予兆が重なるほど、実際の損失発生リスクが高まる

  • 繁忙期に「入力が1日以上遅れる」日が月に2回以上ある
  • ファイルのバックアップ頻度が「気が向いたとき」になっている
  • 台帳の在庫数と実物の数を照合したのが3ヶ月以上前
  • 担当者が休んだときに、他のメンバーが台帳を触れなかった経験がある
  • 複数人が同じファイルを同時に開いている状態がある
  • 「この列は何を意味するか」を口頭で説明しないと伝わらない箇所がある

3項目以上当てはまる場合、渡辺さんや鈴木さんが経験したような局面が、近い将来に起きる可能性がある。チェックの数が多いほど、「まだ壊れていないだけ」という状態に近い。

「エクセルで続ける」か「切り替える」かを判断する前に整理すること

チェックリストで予兆が確認できたとして、すぐにシステム移行を決める必要はない。まず自社の運用に「どの失敗に近い構造があるか」を特定するほうが先だ。

失敗の構造エクセルで対応可能か限界の判断基準
属人化(特定の1人に依存)運用ルール整備で一時的に改善できる担当変更・休暇のたびにルールが崩れるなら限界
入力遅延(リアルタイムでない)入力タイミングルールを厳格化すれば対処余地あり繁忙期に遅延が常態化するなら仕組みでの解決が必要
バックアップ不在自動バックアップ設定で対処可能なケースが多いクラウドストレージ未使用+複数人共有なら早急に対処を
データ量・複雑化(数式の肥大化)ファイル分割や簡略化で対処できる場合がある動作が重く保存に数分かかる・数式を誰も管理できないなら限界

「エクセルで続けるか否か」は、失敗の構造ごとに対処の余地が異なる。属人化やバックアップ不在は、運用の改善である程度リスクを下げられる。一方、複数拠点でのリアルタイム共有が必要な場合や、SKUが数百品目を超えて数式管理が破綻しかけている場合は、エクセルの構造的な制約に起因するため、運用改善だけでは追いつかない段階になっていることが多い。

まず「自社の失敗リスクはどの型か」を一度書き出してみることが、判断の起点になる。それができれば、「システムを入れる必要があるか・エクセルをどう整備するか」の議論が具体的に進められる。

もし整理の段階から「何から手をつければいいかわからない」という状況であれば、外部に相談するのも一つの選択肢だ。Spesでは在庫・受発注管理の運用相談を受け付けており、現状の課題に応じた対応の方向性についても話を聞いている。

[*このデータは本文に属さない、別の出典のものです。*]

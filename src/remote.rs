//! Atomic check-and-consume against a shared counter store.
//!
//! The whole read → refill → compare → write sequence runs inside the store as one
//! script call, so callers in different processes never act on a stale token count.
//!
//! # Wire contract
//!
//! - One key per bucket, stored as a hash: `tokens` (decimal string), `grace`, `ts`.
//! - Arguments, in order: `capacity`, `refillRate`, `refillIntervalMs`, `nowMs`,
//!   `graceLimit`, all decimal strings.
//! - Reply: `1` allowed, `0` denied.
//! - First access creates the bucket full, with full grace, stamped `nowMs`.

use crate::bucket::{BucketConfig, BucketState};
use crate::error::{RemoteError, StoreError};
use crate::strategy::BucketStrategy;
use crate::timeout::{Elapsed, TimeoutPolicy};
use async_trait::async_trait;
use std::collections::HashMap;
use std::sync::atomic::{AtomicBool, AtomicUsize, Ordering};
use std::sync::{Arc, Mutex, PoisonError};
use std::time::Duration;

/// Script reply for an admitted request.
pub const ALLOWED: i64 = 1;
/// Script reply for a denied request.
pub const DENIED: i64 = 0;

/// Lua source of the token-bucket routine. Safe to register any number of times.
pub const TOKEN_BUCKET_SCRIPT: &str = r#"
local key = KEYS[1]
local capacity = tonumber(ARGV[1])
local refill_rate = tonumber(ARGV[2])
local interval = tonumber(ARGV[3])
local now = tonumber(ARGV[4])
local grace_limit = tonumber(ARGV[5])

local state = redis.call('HMGET', key, 'tokens', 'grace', 'ts')
local tokens = tonumber(state[1])
local grace = tonumber(state[2])
local ts = tonumber(state[3])
if tokens == nil or grace == nil or ts == nil then
  tokens = capacity
  grace = grace_limit
  ts = now
end

if tokens > capacity then tokens = capacity end
if tokens < 0 then tokens = 0 end
if grace > grace_limit then grace = grace_limit end

local elapsed = now - ts
if elapsed > 0 then
  tokens = math.min(capacity, tokens + (elapsed / interval) * refill_rate)
  ts = now
end

local allowed = 0
if tokens >= 1 then
  tokens = tokens - 1
  allowed = 1
elseif grace > 0 then
  grace = grace - 1
  allowed = 1
end

redis.call('HSET', key, 'tokens', string.format('%.17g', tokens), 'grace', grace, 'ts', ts)
return allowed
"#;

/// The five script arguments, in wire order.
#[derive(Debug, Clone, Copy, PartialEq, Eq)]
pub struct ScriptArgs {
    pub capacity: u32,
    pub refill_rate: u32,
    pub refill_interval_ms: u64,
    pub now_ms: u64,
    pub grace_limit: u32,
}

impl ScriptArgs {
    pub fn new(config: &BucketConfig, now_ms: u64) -> Self {
        Self {
            capacity: config.capacity(),
            refill_rate: config.refill_rate(),
            refill_interval_ms: config.refill_interval_ms(),
            now_ms,
            grace_limit: config.grace_limit(),
        }
    }

    /// Serialize as `ARGV[1..=5]`.
    pub fn to_argv(&self) -> [String; 5] {
        [
            self.capacity.to_string(),
            self.refill_rate.to_string(),
            self.refill_interval_ms.to_string(),
            self.now_ms.to_string(),
            self.grace_limit.to_string(),
        ]
    }

    /// Rebuild the bucket config carried by these arguments.
    pub fn config(&self) -> Option<BucketConfig> {
        BucketConfig::new(self.capacity, self.refill_rate, self.refill_interval_ms, self.grace_limit)
            .ok()
    }
}

/// Transport to a store that can run [`TOKEN_BUCKET_SCRIPT`] atomically for one key.
///
/// Implementations return the raw script reply; [`RemoteBucket`] interprets it.
#[async_trait]
pub trait TokenBucketStore: Send + Sync {
    async fn eval_token_bucket(&self, key: &str, args: &ScriptArgs) -> Result<i64, StoreError>;
}

#[async_trait]
impl<S> TokenBucketStore for Arc<S>
where
    S: TokenBucketStore + ?Sized,
{
    async fn eval_token_bucket(&self, key: &str, args: &ScriptArgs) -> Result<i64, StoreError> {
        (**self).eval_token_bucket(key, args).await
    }
}

/// In-process stand-in for the shared store.
///
/// Runs the same routine as the script under one mutex. Clones share state, so several
/// controllers built over clones of one store behave like several processes sharing a
/// single Redis. Outages and latency can be simulated.
#[derive(Debug, Default, Clone)]
pub struct InMemoryTokenBucketStore {
    data: Arc<Mutex<HashMap<String, BucketState>>>,
    unavailable: Arc<AtomicBool>,
    calls: Arc<AtomicUsize>,
    latency: Option<Duration>,
}

impl InMemoryTokenBucketStore {
    pub fn new() -> Self {
        Self::default()
    }

    /// Delay every call by `latency` before touching state.
    pub fn with_latency(mut self, latency: Duration) -> Self {
        self.latency = Some(latency);
        self
    }

    /// Make every call fail with [`StoreError::Unavailable`] until switched back.
    pub fn set_unavailable(&self, unavailable: bool) {
        self.unavailable.store(unavailable, Ordering::SeqCst);
    }

    pub fn is_unavailable(&self) -> bool {
        self.unavailable.load(Ordering::SeqCst)
    }

    /// Number of script calls received, failed ones included.
    pub fn calls(&self) -> usize {
        self.calls.load(Ordering::SeqCst)
    }

    /// Stored state for `key`, as the script last wrote it.
    pub fn snapshot(&self, key: &str) -> Option<BucketState> {
        self.data.lock().unwrap_or_else(PoisonError::into_inner).get(key).copied()
    }
}

#[async_trait]
impl TokenBucketStore for InMemoryTokenBucketStore {
    async fn eval_token_bucket(&self, key: &str, args: &ScriptArgs) -> Result<i64, StoreError> {
        self.calls.fetch_add(1, Ordering::SeqCst);
        if let Some(latency) = self.latency {
            tokio::time::sleep(latency).await;
        }
        if self.is_unavailable() {
            return Err(StoreError::Unavailable("simulated outage".into()));
        }
        let config = args
            .config()
            .ok_or_else(|| StoreError::Script(format!("invalid bucket arguments {:?}", args)))?;

        let mut guard = self.data.lock().unwrap_or_else(PoisonError::into_inner);
        let state = guard
            .entry(key.to_string())
            .or_insert_with(|| BucketState::fresh(&config, args.now_ms));
        Ok(match state.try_consume(&config, args.now_ms) {
            Some(_) => ALLOWED,
            None => DENIED,
        })
    }
}

/// Remote token bucket: one bounded round trip per decision.
#[derive(Debug, Clone)]
pub struct RemoteBucket<S> {
    store: Arc<S>,
    timeout: TimeoutPolicy,
}

impl<S> RemoteBucket<S>
where
    S: TokenBucketStore + 'static,
{
    /// Wrap `store` with the default 500 ms per-call timeout.
    pub fn new(store: S) -> Self {
        Self { store: Arc::new(store), timeout: TimeoutPolicy::default() }
    }

    /// Override the per-call timeout.
    pub fn with_timeout(mut self, timeout: TimeoutPolicy) -> Self {
        self.timeout = timeout;
        self
    }

    pub fn timeout(&self) -> Duration {
        self.timeout.duration()
    }

    pub fn store(&self) -> &S {
        &self.store
    }

    /// Run the script for `key`. Transport failures, timeouts and malformed replies all
    /// come back as `Err`; they are never an allow or a deny.
    pub async fn try_consume(
        &self,
        key: &str,
        config: &BucketConfig,
        now_ms: u64,
    ) -> Result<bool, RemoteError> {
        let args = ScriptArgs::new(config, now_ms);
        match self.timeout.run(self.store.eval_token_bucket(key, &args)).await {
            Err(Elapsed { elapsed, timeout }) => Err(RemoteError::Timeout { elapsed, timeout }),
            Ok(Err(e)) => Err(RemoteError::Store(e)),
            Ok(Ok(ALLOWED)) => Ok(true),
            Ok(Ok(DENIED)) => Ok(false),
            Ok(Ok(other)) => Err(RemoteError::UnexpectedReply(other)),
        }
    }
}

#[async_trait]
impl<S> BucketStrategy for RemoteBucket<S>
where
    S: TokenBucketStore + 'static,
{
    fn name(&self) -> &'static str {
        "remote"
    }

    async fn try_consume(
        &self,
        key: &str,
        config: &BucketConfig,
        now_ms: u64,
    ) -> Result<bool, RemoteError> {
        RemoteBucket::try_consume(self, key, config, now_ms).await
    }
}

こちらから気軽に問い合わせてみてほしい。

クラウド移行を検討するなら「何を解消したいか」を先に決める

システム移行の話になると「どのツールを選ぶか」に議論が集中しがちだが、選定より先に決めるべきことがある。「現状のエクセル運用のどの部分を、移行後に解消したいのか」という問いだ。

たとえば属人化の解消が最優先なら、「複数人が同時に入力・参照できる」という要件が最低ラインになる。入力遅延の解消が目的なら、バーコードスキャンや連携による自動入力の仕組みが必要になる。目的が曖昧なまま製品を比較し始めると、機能の多さで判断してしまい、結果として自社の課題が解決されないまま運用が始まるケースが散見される。

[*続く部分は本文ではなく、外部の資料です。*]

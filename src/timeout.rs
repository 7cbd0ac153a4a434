//! Explicit per-call deadlines for store and config round trips.

use std::future::Future;
use std::time::{Duration, Instant};
use thiserror::Error;

/// Upper bound for a single round-trip deadline.
pub const MAX_TIMEOUT: Duration = Duration::from_secs(60);

/// Errors produced when validating a timeout.
#[derive(Debug, Clone, PartialEq, Eq, Error)]
pub enum TimeoutError {
    #[error("timeout must be > 0")]
    Zero,
    #[error("timeout {provided:?} exceeds maximum {max:?}")]
    TooLong { provided: Duration, max: Duration },
}

/// The deadline passed before the operation finished.
#[derive(Debug, Clone, Copy, PartialEq, Eq)]
pub struct Elapsed {
    pub elapsed: Duration,
    pub timeout: Duration,
}

#[derive(Debug, Clone, Copy)]
pub struct TimeoutPolicy {
    duration: Duration,
}

impl TimeoutPolicy {
    /// Create a timeout policy; the duration must be non-zero and at most [`MAX_TIMEOUT`].
    pub fn new(duration: Duration) -> Result<Self, TimeoutError> {
        if duration.is_zero() {
            return Err(TimeoutError::Zero);
        }
        if duration > MAX_TIMEOUT {
            return Err(TimeoutError::TooLong { provided: duration, max: MAX_TIMEOUT });
        }
        Ok(Self { duration })
    }

    /// Inspect the configured timeout duration.
    pub fn duration(&self) -> Duration {
        self.duration
    }

    /// Drive `operation` to completion or give up once the deadline passes.
    ///
    /// The future is dropped on expiry, so whatever it was doing is abandoned.
    pub async fn run<F>(&self, operation: F) -> Result<F::Output, Elapsed>
    where
        F: Future,
    {
        let start = Instant::now();

        match tokio::time::timeout(self.duration, operation).await {
            Ok(output) => Ok(output),
            Err(_) => Err(Elapsed { elapsed: start.elapsed(), timeout: self.duration }),
        }
    }
}

impl Default for TimeoutPolicy {
    fn default() -> Self {
        Self { duration: Duration::from_millis(500) }
    }
}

Spesのようなクラウド型の在庫・受発注管理システムは、バーコード・ハンディ端末との連携や複数拠点の一元管理を想定した設計になっており、エクセルで属人化・遅延・データ消失リスクに直面している中小企業が「次の一手」として検討する選択肢の一つだ。ただし、どのツールが合うかは自社の業務フローや現在の課題の型によって異なる。まず「何を解消するか」を整理したうえで比較検討を始めることを勧める。

参考:中小企業の業務実態に関する統計データは、政府統計ポータル(e-Stat)でも確認できる。

よくある質問

エクセル在庫管理で「属人化」が進んでいると感じるが、まず何から手をつければよいか?

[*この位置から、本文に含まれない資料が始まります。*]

use std::convert::Infallible;
use std::net::{IpAddr, Ipv4Addr};
use std::time::Duration;
use tollgate::{
    AdmissionController, AdmissionError, AdmissionLayer, InMemoryTokenBucketStore, KeyScheme,
    LimitResolver, ManualClock, RemoteBucket, RequestAttributes,
};
use tower::{service_fn, ServiceBuilder, ServiceExt};

#[derive(Debug, Clone)]
struct HttpRequest {
    path: String,
    api_key: Option<String>,
    peer: IpAddr,
}

impl HttpRequest {
    fn new(path: &str) -> Self {
        Self { path: path.to_string(), api_key: None, peer: IpAddr::V4(Ipv4Addr::new(203, 0, 113, 7)) }
    }

    fn with_api_key(mut self, key: &str) -> Self {
        self.api_key = Some(key.to_string());
        self
    }
}

fn extract(req: &HttpRequest) -> RequestAttributes {
    let attrs = RequestAttributes::new(req.path.clone()).with_remote_addr(req.peer);
    match &req.api_key {
        Some(key) => attrs.with_client_id(key.clone()),
        None => attrs,
    }
}

/// Maps an admission outcome to a status code and an optional `Retry-After` in seconds.
fn status<E>(result: Result<u16, AdmissionError<E>>) -> (u16, Option<u64>) {
    match result {
        Ok(code) => (code, None),
        Err(err) => match err.retry_after() {
            Some(after) => (429, Some(after.as_secs())),
            None => (500, None),
        },
    }
}

#[tokio::test]
async fn rejects_with_429_and_retry_after() {
    let clock = ManualClock::new(0);
    let controller = AdmissionController::builder(RemoteBucket::new(InMemoryTokenBucketStore::new()))
        .clock(clock.clone())
        .build();
    let handler = service_fn(|_req: HttpRequest| async { Ok::<_, Infallible>(200u16) });
    let svc = ServiceBuilder::new()
        .layer(AdmissionLayer::new(controller, extract).with_retry_after(Duration::from_secs(30)))
        .service(handler);

    let req = HttpRequest::new("/orders").with_api_key("acme");
    let mut codes = Vec::new();
    for _ in 0..8 {
        codes.push(status(svc.clone().oneshot(req.clone()).await));
    }
    assert!(codes[..7].iter().all(|c| *c == (200, None)));
    assert_eq!(codes[7], (429, Some(30)));

    clock.advance(60_000);
    assert_eq!(status(svc.clone().oneshot(req).await), (200, None));
}

#[tokio::test]
async fn peer_address_keys_only_when_enabled() {
    let resolver = LimitResolver::default().with_key_scheme(KeyScheme::default().include_remote_addr(true));
    let controller = AdmissionController::builder(RemoteBucket::new(InMemoryTokenBucketStore::new()))
        .resolver(resolver)
        .build();
    let handler = service_fn(|_req: HttpRequest| async { Ok::<_, Infallible>(200u16) });
    let svc = ServiceBuilder::new()
        .layer(AdmissionLayer::new(controller, extract))
        .service(handler);

    let err = loop {
        match svc.clone().oneshot(HttpRequest::new("/orders")).await {
            Ok(_) => continue,
            Err(err) => break err,
        }
    };
    assert!(err.to_string().contains("rate:ip:203.0.113.7:/orders"), "{err}");

    // A different peer has its own budget.
    let mut other = HttpRequest::new("/orders");
    other.peer = IpAddr::V4(Ipv4Addr::new(198, 51, 100, 1));
    assert!(svc.oneshot(other).await.is_ok());
}

#[tokio::test]
async fn outage_is_invisible_to_callers() {
    let store = InMemoryTokenBucketStore::new();
    store.set_unavailable(true);
    let controller = AdmissionController::builder(RemoteBucket::new(store)).build();
    let handler = service_fn(|_req: HttpRequest| async { Ok::<_, Infallible>(200u16) });
    let svc = ServiceBuilder::new()
        .layer(AdmissionLayer::new(controller, extract))
        .service(handler);

    let req = HttpRequest::new("/orders").with_api_key("acme");
    let mut ok = 0;
    let mut limited = 0;
    for _ in 0..10 {
        match status(svc.clone().oneshot(req.clone()).await) {
            (200, _) => ok += 1,
            (429, _) => limited += 1,
            other => panic!("unexpected {other:?}"),
        }
    }
    assert_eq!((ok, limited), (7, 3));
}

最初の一手は、現在の台帳の「構造の可視化」だ。どの列が何を意味し、どの数式がどこから値を引いているかを文書化する。その作業を通じて、担当者1人しか把握していない箇所が明確になり、引き継ぎリスクの実態が見えてくる。文書化が終わった段階で、運用改善かシステム移行かの判断を改めて行うのが現実的な順序だ。

ファイルが壊れたときのためにバックアップを取りたいが、現実的な方法は?

OneDriveやGoogle Driveなどのクラウドストレージに保存先を移し、バージョン履歴を有効にするのが即効性のある対策だ。ただし、複数人が同じファイルを同時に編集する運用は引き続きリスクを伴う。バックアップはあくまで「消失時の復旧手段」であり、同時編集による競合そのものを防ぐ仕組みとは別に考える必要がある。